Excerpted records Start Marker

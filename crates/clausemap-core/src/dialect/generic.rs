//! Generic SQL dialect.

use super::{Dialect, ParamStyle};

/// A generic SQL dialect using ANSI SQL standards.
#[derive(Debug, Default, Clone, Copy)]
pub struct GenericDialect {
    param_style: ParamStyle,
}

impl GenericDialect {
    /// Creates a new generic dialect with `?` parameters.
    #[must_use]
    pub const fn new() -> Self {
        Self {
            param_style: ParamStyle::Qmark,
        }
    }

    /// Creates a generic dialect with the given parameter style.
    #[must_use]
    pub const fn with_param_style(param_style: ParamStyle) -> Self {
        Self { param_style }
    }
}

impl Dialect for GenericDialect {
    fn name(&self) -> &'static str {
        "generic"
    }

    fn param_style(&self) -> ParamStyle {
        self.param_style
    }
}

#[cfg(test)]
mod tests {
    use super::*;
    use crate::types::SqlType;

    #[test]
    fn test_generic_dialect() {
        let dialect = GenericDialect::new();
        assert_eq!(dialect.name(), "generic");
        assert_eq!(dialect.identifier_quote(), '"');
        assert_eq!(dialect.param_style(), ParamStyle::Qmark);
        assert!(dialect.supports_sane_rowcount());
    }

    #[test]
    fn test_generic_type_rendering() {
        let dialect = GenericDialect::new();
        assert_eq!(dialect.render_type(&SqlType::varchar(40)), "VARCHAR(40)");
        assert_eq!(
            dialect.render_type(&SqlType::Numeric { precision: 10, scale: 2 }),
            "NUMERIC(10, 2)"
        );
        assert_eq!(dialect.limit_clause(Some(5), Some(10)), " LIMIT 5 OFFSET 10");
    }
}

Excerpted records End Marker

▶ [Task brief]
Exactly as written, transcribe each line of the data.

▶ [Your response]
filename crates/clausemap-core/src/dialect/generic.rs
//! Generic SQL dialect.

use super::{Dialect, ParamStyle};

/// A generic SQL dialect using ANSI SQL standards.
#[derive(Debug, Default, Clone, Copy)]
pub struct GenericDialect {
    param_style: ParamStyle,
}

impl GenericDialect {
    /// Creates a new generic dialect with `?` parameters.
    #[must_use]
    pub const fn new() -> Self {
        Self {
            param_style: ParamStyle::Qmark,
        }
    }

    /// Creates a generic dialect with the given parameter style.
    #[must_use]
    pub const fn with_param_style(param_style: ParamStyle) -> Self {
        Self { param_style }
    }
}

impl Dialect for GenericDialect {
    fn name(&self) -> &'static str {
        "generic"
    }

    fn param_style(&self) -> ParamStyle {
        self.param_style
    }
}

#[cfg(test)]
mod tests {
    use super::*;
    use crate::types::SqlType;

    #[test]
    fn test_generic_dialect() {
        let dialect = GenericDialect::new();
        assert_eq!(dialect.name(), "generic");
        assert_eq!(dialect.identifier_quote(), '"');
        assert_eq!(dialect.param_style(), ParamStyle::Qmark);
        assert!(dialect.supports_sane_rowcount());
    }

    #[test]
    fn test_generic_type_rendering() {
        let dialect = GenericDialect::new();
        assert_eq!(dialect.render_type(&SqlType::varchar(40)), "VARCHAR(40)");
        assert_eq!(
            dialect.render_type(&SqlType::Numeric { precision: 10, scale: 2 }),
            "NUMERIC(10, 2)"
        );
        assert_eq!(dialect.limit_clause(Some(5), Some(10)), " LIMIT 5 OFFSET 10");
    }
}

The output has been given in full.